(Dataset entries)
-----

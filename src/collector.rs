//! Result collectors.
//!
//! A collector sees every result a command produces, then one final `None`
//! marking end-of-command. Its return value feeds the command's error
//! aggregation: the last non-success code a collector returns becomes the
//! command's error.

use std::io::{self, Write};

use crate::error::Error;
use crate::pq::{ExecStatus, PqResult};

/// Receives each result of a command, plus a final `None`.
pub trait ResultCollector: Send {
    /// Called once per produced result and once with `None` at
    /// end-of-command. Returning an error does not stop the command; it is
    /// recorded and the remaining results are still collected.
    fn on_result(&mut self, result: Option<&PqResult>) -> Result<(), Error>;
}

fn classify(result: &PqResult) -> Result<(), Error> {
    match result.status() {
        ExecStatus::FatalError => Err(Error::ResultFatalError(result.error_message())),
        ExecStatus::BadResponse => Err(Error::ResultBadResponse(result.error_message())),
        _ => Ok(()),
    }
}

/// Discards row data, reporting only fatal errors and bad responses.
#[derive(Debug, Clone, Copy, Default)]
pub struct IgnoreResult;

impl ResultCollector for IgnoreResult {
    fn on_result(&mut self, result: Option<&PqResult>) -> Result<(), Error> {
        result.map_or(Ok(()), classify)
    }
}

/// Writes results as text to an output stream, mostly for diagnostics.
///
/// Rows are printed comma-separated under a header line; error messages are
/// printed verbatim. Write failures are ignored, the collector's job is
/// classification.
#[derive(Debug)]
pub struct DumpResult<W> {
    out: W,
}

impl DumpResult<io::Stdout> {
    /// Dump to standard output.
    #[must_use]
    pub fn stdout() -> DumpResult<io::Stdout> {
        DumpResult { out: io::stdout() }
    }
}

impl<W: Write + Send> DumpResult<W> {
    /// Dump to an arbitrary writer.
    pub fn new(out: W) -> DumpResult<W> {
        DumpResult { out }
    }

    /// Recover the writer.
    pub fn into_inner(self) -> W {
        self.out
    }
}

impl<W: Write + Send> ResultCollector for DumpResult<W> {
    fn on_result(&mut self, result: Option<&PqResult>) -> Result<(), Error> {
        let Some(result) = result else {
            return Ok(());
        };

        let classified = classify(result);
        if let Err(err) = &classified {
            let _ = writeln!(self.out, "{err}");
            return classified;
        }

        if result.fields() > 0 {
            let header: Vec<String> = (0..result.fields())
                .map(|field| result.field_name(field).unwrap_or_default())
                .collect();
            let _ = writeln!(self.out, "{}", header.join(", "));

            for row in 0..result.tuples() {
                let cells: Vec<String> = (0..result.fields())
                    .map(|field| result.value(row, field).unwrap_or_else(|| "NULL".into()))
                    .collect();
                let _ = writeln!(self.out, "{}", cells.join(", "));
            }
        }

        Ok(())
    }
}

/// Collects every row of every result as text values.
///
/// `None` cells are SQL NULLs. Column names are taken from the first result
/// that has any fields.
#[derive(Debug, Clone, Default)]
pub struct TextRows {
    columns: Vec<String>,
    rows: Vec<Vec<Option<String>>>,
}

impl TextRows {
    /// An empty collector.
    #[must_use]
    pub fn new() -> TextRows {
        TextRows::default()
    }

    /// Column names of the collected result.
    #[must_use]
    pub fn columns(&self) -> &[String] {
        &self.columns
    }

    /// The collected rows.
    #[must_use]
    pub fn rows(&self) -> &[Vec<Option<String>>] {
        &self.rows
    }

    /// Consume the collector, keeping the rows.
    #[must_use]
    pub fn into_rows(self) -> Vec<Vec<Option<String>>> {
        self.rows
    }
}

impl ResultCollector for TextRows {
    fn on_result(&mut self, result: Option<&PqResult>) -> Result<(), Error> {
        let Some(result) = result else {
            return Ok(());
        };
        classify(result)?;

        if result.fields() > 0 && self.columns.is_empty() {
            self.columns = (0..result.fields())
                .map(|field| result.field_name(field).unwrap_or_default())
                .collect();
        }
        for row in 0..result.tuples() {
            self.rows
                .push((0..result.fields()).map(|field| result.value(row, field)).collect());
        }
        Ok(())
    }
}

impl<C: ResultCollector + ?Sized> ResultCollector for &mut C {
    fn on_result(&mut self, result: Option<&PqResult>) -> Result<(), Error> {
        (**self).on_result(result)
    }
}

-----

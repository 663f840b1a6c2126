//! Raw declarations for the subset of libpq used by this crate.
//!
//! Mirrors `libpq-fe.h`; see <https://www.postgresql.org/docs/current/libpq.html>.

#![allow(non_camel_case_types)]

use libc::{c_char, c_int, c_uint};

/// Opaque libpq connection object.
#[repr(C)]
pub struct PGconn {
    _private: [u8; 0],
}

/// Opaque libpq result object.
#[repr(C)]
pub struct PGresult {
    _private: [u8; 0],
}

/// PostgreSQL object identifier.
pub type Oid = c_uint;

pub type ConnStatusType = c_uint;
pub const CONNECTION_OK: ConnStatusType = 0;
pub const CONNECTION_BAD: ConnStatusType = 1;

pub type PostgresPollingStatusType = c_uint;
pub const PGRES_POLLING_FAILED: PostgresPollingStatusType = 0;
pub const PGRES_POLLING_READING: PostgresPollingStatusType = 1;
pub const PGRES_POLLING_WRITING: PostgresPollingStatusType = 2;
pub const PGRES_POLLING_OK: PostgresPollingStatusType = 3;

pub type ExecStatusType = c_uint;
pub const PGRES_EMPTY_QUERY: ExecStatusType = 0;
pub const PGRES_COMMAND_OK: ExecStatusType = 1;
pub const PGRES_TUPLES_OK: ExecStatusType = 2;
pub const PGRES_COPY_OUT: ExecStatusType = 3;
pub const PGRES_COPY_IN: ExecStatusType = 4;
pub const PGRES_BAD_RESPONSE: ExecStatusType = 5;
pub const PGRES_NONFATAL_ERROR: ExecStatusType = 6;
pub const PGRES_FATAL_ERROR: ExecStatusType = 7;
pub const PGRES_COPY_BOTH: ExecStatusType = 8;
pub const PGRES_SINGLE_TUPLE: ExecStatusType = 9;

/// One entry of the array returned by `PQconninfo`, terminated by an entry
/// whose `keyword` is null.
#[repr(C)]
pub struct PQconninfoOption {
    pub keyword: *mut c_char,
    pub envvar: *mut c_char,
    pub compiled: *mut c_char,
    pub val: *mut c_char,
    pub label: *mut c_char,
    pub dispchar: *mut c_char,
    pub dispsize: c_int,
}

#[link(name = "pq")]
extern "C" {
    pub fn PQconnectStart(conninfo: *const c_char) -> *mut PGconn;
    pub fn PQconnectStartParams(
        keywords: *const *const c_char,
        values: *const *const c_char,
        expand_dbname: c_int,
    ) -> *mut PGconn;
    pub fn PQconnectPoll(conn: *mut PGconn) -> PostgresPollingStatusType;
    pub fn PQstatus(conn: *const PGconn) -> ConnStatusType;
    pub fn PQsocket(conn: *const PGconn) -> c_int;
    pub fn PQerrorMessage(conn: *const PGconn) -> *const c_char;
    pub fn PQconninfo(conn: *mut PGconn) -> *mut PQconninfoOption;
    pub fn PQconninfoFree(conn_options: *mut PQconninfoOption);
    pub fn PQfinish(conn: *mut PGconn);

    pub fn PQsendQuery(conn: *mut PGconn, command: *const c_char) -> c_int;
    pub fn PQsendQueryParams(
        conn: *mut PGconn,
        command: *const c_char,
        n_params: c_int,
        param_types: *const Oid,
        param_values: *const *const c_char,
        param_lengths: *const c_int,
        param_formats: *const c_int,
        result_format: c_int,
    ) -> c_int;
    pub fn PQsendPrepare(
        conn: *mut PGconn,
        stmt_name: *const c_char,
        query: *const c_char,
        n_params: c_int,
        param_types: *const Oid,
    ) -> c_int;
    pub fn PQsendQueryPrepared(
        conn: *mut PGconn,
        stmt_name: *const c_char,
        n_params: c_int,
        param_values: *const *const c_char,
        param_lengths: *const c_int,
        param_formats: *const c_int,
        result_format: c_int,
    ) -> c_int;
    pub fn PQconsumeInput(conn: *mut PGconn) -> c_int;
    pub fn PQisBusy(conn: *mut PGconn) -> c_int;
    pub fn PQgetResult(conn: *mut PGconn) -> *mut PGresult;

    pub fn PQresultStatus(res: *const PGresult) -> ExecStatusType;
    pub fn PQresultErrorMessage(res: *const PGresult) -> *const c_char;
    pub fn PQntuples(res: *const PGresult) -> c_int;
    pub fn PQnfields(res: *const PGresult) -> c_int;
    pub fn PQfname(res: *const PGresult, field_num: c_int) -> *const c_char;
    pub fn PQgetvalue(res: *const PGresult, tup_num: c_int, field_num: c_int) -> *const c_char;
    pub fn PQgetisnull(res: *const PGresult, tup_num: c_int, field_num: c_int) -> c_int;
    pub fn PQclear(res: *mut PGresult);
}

-----

- Required action
The answer must be a single number: how many lines of the data include the string "collected".

- Result of this task
3